Collected data:
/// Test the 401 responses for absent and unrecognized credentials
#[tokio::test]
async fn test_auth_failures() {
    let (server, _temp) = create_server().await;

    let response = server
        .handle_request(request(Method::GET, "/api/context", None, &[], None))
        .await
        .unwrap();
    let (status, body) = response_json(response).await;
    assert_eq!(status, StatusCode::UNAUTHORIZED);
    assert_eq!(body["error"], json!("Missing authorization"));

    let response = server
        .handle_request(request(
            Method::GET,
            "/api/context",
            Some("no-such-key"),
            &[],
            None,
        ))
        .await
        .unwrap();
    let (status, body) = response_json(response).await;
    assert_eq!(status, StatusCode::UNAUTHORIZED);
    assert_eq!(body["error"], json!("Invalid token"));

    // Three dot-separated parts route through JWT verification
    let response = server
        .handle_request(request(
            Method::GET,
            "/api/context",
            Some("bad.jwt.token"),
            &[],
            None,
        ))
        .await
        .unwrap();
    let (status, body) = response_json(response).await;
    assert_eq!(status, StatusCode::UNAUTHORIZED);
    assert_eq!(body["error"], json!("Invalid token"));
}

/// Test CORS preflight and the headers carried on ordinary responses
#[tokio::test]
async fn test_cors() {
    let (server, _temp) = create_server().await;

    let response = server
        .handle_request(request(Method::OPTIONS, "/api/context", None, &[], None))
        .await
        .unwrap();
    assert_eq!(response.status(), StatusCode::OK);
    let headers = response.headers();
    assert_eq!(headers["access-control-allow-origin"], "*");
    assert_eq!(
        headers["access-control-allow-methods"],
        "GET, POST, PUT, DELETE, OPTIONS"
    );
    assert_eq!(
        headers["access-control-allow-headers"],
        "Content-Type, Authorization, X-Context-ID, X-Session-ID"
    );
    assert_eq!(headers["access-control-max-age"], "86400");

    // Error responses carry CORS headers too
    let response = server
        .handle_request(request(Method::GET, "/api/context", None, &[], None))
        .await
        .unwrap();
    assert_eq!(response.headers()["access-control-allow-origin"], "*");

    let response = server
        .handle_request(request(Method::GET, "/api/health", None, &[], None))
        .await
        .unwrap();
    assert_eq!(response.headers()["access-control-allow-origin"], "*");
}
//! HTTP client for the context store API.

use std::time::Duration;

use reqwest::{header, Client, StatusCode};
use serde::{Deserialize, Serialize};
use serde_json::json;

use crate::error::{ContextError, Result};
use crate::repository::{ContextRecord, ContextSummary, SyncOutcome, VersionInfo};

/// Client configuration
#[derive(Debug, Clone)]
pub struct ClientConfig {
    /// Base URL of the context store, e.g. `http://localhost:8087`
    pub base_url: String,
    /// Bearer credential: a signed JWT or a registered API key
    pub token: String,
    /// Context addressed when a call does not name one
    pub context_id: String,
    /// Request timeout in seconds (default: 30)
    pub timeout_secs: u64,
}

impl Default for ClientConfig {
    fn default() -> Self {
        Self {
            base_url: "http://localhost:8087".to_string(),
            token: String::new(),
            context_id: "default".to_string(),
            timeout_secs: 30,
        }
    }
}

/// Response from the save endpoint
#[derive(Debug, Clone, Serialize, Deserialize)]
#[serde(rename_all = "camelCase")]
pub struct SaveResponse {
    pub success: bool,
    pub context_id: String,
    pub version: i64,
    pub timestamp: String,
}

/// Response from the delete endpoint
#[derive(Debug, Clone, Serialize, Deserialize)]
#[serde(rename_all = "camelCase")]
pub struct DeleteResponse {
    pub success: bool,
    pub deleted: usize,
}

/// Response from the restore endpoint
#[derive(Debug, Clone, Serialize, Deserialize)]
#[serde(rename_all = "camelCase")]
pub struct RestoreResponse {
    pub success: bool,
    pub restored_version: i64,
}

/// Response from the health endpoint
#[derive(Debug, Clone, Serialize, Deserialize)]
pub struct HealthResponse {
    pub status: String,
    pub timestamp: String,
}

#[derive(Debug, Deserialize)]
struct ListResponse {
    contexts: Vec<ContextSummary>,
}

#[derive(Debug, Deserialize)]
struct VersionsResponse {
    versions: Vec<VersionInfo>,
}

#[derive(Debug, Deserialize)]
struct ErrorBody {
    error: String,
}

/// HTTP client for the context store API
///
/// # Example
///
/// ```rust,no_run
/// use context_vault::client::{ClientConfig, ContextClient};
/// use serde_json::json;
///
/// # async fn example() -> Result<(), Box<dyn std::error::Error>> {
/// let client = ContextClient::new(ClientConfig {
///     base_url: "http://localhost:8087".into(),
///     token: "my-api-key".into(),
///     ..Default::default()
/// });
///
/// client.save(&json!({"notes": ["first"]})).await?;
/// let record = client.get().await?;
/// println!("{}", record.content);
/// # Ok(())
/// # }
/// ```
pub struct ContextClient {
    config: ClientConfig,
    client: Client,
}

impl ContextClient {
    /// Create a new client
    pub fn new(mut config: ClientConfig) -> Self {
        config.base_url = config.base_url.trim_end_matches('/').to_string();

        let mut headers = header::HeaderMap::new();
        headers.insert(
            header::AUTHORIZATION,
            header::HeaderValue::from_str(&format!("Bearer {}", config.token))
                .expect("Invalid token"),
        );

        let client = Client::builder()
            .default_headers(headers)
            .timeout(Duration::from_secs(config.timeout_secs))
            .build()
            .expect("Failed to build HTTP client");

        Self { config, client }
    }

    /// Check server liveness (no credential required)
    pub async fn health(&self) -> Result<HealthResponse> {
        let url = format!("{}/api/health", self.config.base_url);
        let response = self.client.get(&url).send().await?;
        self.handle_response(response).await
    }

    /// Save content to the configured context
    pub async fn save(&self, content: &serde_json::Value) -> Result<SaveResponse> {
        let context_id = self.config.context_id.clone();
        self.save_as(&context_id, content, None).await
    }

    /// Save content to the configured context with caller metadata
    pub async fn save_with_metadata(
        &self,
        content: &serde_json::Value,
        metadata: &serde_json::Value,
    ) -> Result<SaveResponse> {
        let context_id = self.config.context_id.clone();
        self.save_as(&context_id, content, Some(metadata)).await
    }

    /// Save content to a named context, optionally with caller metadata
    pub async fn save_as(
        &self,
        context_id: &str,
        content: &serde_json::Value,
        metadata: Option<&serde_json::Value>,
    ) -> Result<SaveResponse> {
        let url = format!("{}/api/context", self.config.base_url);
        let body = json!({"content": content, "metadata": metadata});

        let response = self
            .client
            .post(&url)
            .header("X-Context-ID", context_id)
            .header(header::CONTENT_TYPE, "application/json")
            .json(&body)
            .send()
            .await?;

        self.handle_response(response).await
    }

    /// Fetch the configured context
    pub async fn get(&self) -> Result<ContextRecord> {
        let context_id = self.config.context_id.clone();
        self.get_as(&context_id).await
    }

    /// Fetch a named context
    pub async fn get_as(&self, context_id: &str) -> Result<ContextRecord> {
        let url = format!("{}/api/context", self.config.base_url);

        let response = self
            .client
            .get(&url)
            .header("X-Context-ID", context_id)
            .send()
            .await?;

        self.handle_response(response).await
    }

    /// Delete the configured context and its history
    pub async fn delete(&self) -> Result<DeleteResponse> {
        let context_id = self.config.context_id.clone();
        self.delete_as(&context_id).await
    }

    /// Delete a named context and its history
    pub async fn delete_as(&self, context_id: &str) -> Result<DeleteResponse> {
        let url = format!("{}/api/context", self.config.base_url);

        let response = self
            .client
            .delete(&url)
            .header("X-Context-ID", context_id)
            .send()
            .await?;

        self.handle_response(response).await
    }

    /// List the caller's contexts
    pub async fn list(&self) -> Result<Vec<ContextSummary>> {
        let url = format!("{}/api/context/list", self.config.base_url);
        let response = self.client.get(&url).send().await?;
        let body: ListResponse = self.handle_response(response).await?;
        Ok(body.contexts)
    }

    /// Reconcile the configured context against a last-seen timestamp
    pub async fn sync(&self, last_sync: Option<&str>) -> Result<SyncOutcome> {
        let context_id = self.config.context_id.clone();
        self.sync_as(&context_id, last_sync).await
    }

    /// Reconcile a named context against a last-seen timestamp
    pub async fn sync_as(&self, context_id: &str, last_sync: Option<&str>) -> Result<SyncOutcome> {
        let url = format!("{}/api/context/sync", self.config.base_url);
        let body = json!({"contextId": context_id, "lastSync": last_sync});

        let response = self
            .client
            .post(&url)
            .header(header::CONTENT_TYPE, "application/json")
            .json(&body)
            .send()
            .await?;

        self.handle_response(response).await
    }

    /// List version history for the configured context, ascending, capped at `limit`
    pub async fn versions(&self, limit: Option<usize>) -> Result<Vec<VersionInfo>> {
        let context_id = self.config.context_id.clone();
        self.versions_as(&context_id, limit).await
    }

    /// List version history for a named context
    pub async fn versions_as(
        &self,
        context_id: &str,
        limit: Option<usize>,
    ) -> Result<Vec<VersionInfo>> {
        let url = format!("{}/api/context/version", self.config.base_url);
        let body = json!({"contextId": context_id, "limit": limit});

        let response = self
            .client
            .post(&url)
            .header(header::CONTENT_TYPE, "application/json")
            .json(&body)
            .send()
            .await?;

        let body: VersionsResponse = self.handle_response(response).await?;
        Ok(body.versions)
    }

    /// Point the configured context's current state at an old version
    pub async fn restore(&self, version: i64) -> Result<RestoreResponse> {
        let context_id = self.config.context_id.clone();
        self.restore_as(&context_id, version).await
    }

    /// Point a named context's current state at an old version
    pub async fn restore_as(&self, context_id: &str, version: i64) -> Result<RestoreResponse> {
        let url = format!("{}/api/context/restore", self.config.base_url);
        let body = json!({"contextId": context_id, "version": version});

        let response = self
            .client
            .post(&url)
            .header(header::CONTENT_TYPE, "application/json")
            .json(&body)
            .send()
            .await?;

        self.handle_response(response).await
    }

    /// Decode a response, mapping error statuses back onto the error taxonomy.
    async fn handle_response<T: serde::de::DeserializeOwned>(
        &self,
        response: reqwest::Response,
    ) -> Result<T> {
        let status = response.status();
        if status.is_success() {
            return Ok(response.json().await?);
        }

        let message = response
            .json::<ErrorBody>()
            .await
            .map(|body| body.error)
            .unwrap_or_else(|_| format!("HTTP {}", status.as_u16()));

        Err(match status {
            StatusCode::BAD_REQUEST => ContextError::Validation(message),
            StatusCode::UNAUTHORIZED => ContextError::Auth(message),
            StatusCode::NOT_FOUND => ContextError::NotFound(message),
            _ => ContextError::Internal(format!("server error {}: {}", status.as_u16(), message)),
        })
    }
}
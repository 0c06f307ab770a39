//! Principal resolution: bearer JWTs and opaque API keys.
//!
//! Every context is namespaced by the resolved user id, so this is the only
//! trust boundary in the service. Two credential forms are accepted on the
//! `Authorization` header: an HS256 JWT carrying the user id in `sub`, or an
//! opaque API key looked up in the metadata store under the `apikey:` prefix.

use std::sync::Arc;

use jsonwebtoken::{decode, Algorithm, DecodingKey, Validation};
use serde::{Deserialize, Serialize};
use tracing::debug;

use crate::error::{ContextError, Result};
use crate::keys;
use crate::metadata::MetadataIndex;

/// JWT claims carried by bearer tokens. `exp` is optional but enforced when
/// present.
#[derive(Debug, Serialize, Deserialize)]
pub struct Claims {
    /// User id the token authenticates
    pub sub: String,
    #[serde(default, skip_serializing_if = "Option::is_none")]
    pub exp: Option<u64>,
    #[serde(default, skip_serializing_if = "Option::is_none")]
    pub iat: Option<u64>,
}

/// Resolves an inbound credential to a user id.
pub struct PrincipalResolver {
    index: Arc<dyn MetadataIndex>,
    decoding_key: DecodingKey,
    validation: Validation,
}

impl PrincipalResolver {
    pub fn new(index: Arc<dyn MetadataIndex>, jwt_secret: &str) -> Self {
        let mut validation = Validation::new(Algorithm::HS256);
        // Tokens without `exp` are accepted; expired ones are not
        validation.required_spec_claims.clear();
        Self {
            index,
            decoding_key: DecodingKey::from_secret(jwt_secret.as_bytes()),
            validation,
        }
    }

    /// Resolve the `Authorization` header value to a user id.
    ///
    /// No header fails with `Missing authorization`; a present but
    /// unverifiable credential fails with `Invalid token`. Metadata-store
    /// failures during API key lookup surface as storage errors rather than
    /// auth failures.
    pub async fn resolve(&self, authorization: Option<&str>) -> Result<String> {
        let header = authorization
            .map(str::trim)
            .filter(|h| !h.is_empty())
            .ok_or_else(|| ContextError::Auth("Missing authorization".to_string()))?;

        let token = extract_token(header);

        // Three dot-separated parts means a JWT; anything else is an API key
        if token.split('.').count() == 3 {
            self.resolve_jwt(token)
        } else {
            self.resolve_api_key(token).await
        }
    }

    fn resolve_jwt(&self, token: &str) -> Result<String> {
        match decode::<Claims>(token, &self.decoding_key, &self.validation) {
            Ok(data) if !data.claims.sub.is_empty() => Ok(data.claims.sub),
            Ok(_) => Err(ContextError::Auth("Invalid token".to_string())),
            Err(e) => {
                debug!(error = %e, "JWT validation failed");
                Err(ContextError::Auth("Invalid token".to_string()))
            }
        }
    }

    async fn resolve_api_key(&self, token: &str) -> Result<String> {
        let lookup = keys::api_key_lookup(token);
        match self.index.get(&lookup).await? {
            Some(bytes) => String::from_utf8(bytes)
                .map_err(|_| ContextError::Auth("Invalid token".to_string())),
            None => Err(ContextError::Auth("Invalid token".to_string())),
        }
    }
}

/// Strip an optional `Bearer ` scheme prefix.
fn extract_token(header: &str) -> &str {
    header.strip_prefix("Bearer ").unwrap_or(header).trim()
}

# [What you will do]
In the entries above, find each line with the word "StatusCode" and copy it.

# [Result of the exercise]
    assert_eq!(status, StatusCode::UNAUTHORIZED);
    assert_eq!(status, StatusCode::UNAUTHORIZED);
    assert_eq!(status, StatusCode::UNAUTHORIZED);
    assert_eq!(response.status(), StatusCode::OK);
use reqwest::{header, Client, StatusCode};
            StatusCode::BAD_REQUEST => ContextError::Validation(message),
            StatusCode::UNAUTHORIZED => ContextError::Auth(message),
            StatusCode::NOT_FOUND => ContextError::NotFound(message),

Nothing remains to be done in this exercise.